Bend in the River

Seated on a log beside my favorite stream, cushioned by moss that has crept across the fallen tree’s bark, I wonder why it is that I tend to gravitate toward these little ribbons of water.

Although the sun is bright on this afternoon during the third week of September, it’s lost most of its heat. The leaves are turning the distant hills into a painter’s palette that reminds me of a bowl of Kix, a pastel-colored breakfast cereal I enjoyed as a kid. So too, are these western Maine brook trout that I’ve been fooling with a little wet fly over the last few hours. Each is decked out in autumnal attire—flaming belly of golden orange, back as dark as it is strong, and those familiar red-in-blue dots along the flanks, the reason, I suppose, old-timers continue to call them speckled trout. These are small fish, the largest fitting snugly in my palm. Like me, they prefer the solitude of the deep forest to the more readily accessible big rivers.

A number of years back, my wife and I spent two weeks along the western coast of Ireland. Our daughter had spent a semester at the Burren College of Art outside the seaside town of Ballyvaughan, in County Clare, and we’d traveled there to fetch her home, a most difficult assignment since she’d met an Irish lad, a tender in a tavern, with unruly brown hair and a lilt to his speech.

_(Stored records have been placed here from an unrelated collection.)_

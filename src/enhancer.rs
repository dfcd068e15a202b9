use std::rc::Rc;

use log::info;
use stylist::GlobalStyle;
use web_sys::{Document, HtmlElement, Window};

use crate::components::scroll_top::{self, ScrollTopButton};
use crate::config::SiteConfig;
use crate::dom::{Listener, VisibilityObserver};
use crate::error::{EnhanceError, Result};
use crate::features::buttons::ButtonEffects;
use crate::features::forms::FormValidation;
use crate::features::media::LazyImages;
use crate::features::nav::NavMenu;
use crate::features::privacy::PrivacyLinks;
use crate::features::scroll_spy::ScrollSpy;
use crate::features::smooth_scroll::SmoothScroll;
use crate::features::{
    accordion, active_menu, buttons, cards, count_up, forms, media, nav, privacy, reveal,
    scroll_spy, smooth_scroll,
};
use crate::state::Slot;
use crate::styles;
use crate::timing::Timers;

/// What every feature needs to set itself up.
#[derive(Clone)]
pub struct Context {
    pub window: Window,
    pub document: Document,
    pub body: HtmlElement,
    pub config: Rc<SiteConfig>,
    pub timers: Timers,
}

impl Context {
    pub fn from_window(config: SiteConfig) -> Result<Self> {
        let window = web_sys::window().ok_or(EnhanceError::NoWindow)?;
        let document = window.document().ok_or(EnhanceError::NoDocument)?;
        let body = document.body().ok_or(EnhanceError::NoBody)?;
        Ok(Self {
            window,
            document,
            body,
            config: Rc::new(config),
            timers: Timers::new(),
        })
    }
}

/// Owns every enhancement on the page. Each `init_*` runs its feature at
/// most once; dropping the enhancer removes listeners and pending timers.
pub struct Enhancer {
    ctx: Context,
    _styles: GlobalStyle,
    nav: Slot<NavMenu>,
    smooth_scroll: Slot<SmoothScroll>,
    scroll_spy: Slot<ScrollSpy>,
    active_menu: Slot<String>,
    images: Slot<LazyImages>,
    videos: Slot<usize>,
    forms: Slot<FormValidation>,
    reveal: Slot<VisibilityObserver>,
    buttons: Slot<ButtonEffects>,
    count_up: Slot<VisibilityObserver>,
    scroll_top: Slot<ScrollTopButton>,
    cards: Slot<Vec<Listener>>,
    accordion: Slot<Vec<Listener>>,
    privacy: Slot<PrivacyLinks>,
}

impl Enhancer {
    pub fn new(config: SiteConfig) -> Result<Self> {
        let ctx = Context::from_window(config)?;
        let styles = styles::register()?;
        Ok(Self {
            ctx,
            _styles: styles,
            nav: Slot::default(),
            smooth_scroll: Slot::default(),
            scroll_spy: Slot::default(),
            active_menu: Slot::default(),
            images: Slot::default(),
            videos: Slot::default(),
            forms: Slot::default(),
            reveal: Slot::default(),
            buttons: Slot::default(),
            count_up: Slot::default(),
            scroll_top: Slot::default(),
            cards: Slot::default(),
            accordion: Slot::default(),
            privacy: Slot::default(),
        })
    }

    /// Runs every feature in page order. Safe to call again.
    pub fn init_all(&mut self) {
        self.init_nav();
        self.init_smooth_scroll();
        self.init_scroll_spy();
        self.init_active_menu();
        self.init_images();
        self.init_videos();
        self.init_forms();
        self.init_reveal();
        self.init_buttons();
        self.init_count_up();
        self.init_scroll_top();
        self.init_cards();
        self.init_accordion();
        self.init_privacy();
        info!("{} of 14 enhancements active", self.active_count());
    }

    pub fn init_nav(&mut self) {
        self.nav.init_with("navigation toggle", || nav::init(&self.ctx));
    }

    pub fn init_smooth_scroll(&mut self) {
        self.smooth_scroll
            .init_with("smooth scroll", || smooth_scroll::init(&self.ctx));
    }

    pub fn init_scroll_spy(&mut self) {
        self.scroll_spy
            .init_with("scroll-spy", || scroll_spy::init(&self.ctx));
    }

    pub fn init_active_menu(&mut self) {
        self.active_menu
            .init_with("active menu state", || active_menu::init(&self.ctx));
    }

    pub fn init_images(&mut self) {
        self.images
            .init_with("lazy images", || media::init_images(&self.ctx));
    }

    pub fn init_videos(&mut self) {
        self.videos
            .init_with("lazy videos", || media::init_videos(&self.ctx));
    }

    pub fn init_forms(&mut self) {
        self.forms.init_with("form validation", || forms::init(&self.ctx));
    }

    pub fn init_reveal(&mut self) {
        self.reveal
            .init_with("reveal on scroll", || reveal::init(&self.ctx));
    }

    pub fn init_buttons(&mut self) {
        self.buttons
            .init_with("button effects", || buttons::init(&self.ctx));
    }

    pub fn init_count_up(&mut self) {
        self.count_up.init_with("count-up", || count_up::init(&self.ctx));
    }

    pub fn init_scroll_top(&mut self) {
        self.scroll_top
            .init_with("scroll to top", || scroll_top::mount(&self.ctx));
    }

    pub fn init_cards(&mut self) {
        self.cards.init_with("card hover", || cards::init(&self.ctx));
    }

    pub fn init_accordion(&mut self) {
        self.accordion
            .init_with("accordion", || accordion::init(&self.ctx));
    }

    pub fn init_privacy(&mut self) {
        self.privacy
            .init_with("privacy modal", || privacy::init(&self.ctx));
    }

    pub fn active_count(&self) -> usize {
        [
            self.nav.is_active(),
            self.smooth_scroll.is_active(),
            self.scroll_spy.is_active(),
            self.active_menu.is_active(),
            self.images.is_active(),
            self.videos.is_active(),
            self.forms.is_active(),
            self.reveal.is_active(),
            self.buttons.is_active(),
            self.count_up.is_active(),
            self.scroll_top.is_active(),
            self.cards.is_active(),
            self.accordion.is_active(),
            self.privacy.is_active(),
        ]
        .iter()
        .filter(|active| **active)
        .count()
    }
}

impl Drop for Enhancer {
    fn drop(&mut self) {
        self.ctx.timers.clear();
    }
}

The plan had been to tour the countryside. While I teased a few brown trout, Trish and Emily explored the ruins of ancient castles and convents, some of which stood side-by-side with recently constructed condominiums thanks to the economic expansion that had followed the cessation of the country’s “troubles.”

In County Mayo, we finished another Irish breakfast of fried eggs with bacon (called rashers) and sausage (called bangers), accompanied by a fried tomato and black pudding (made from pig’s blood), washed it down with a cup of steaming tea, and stepped outside into the fine mist that had descended upon the village of Cong. It was what the Irish call a soft day. While the girls snapped pictures of an Abbey built for the Augustinians in 1120, l unpacked my fly rod.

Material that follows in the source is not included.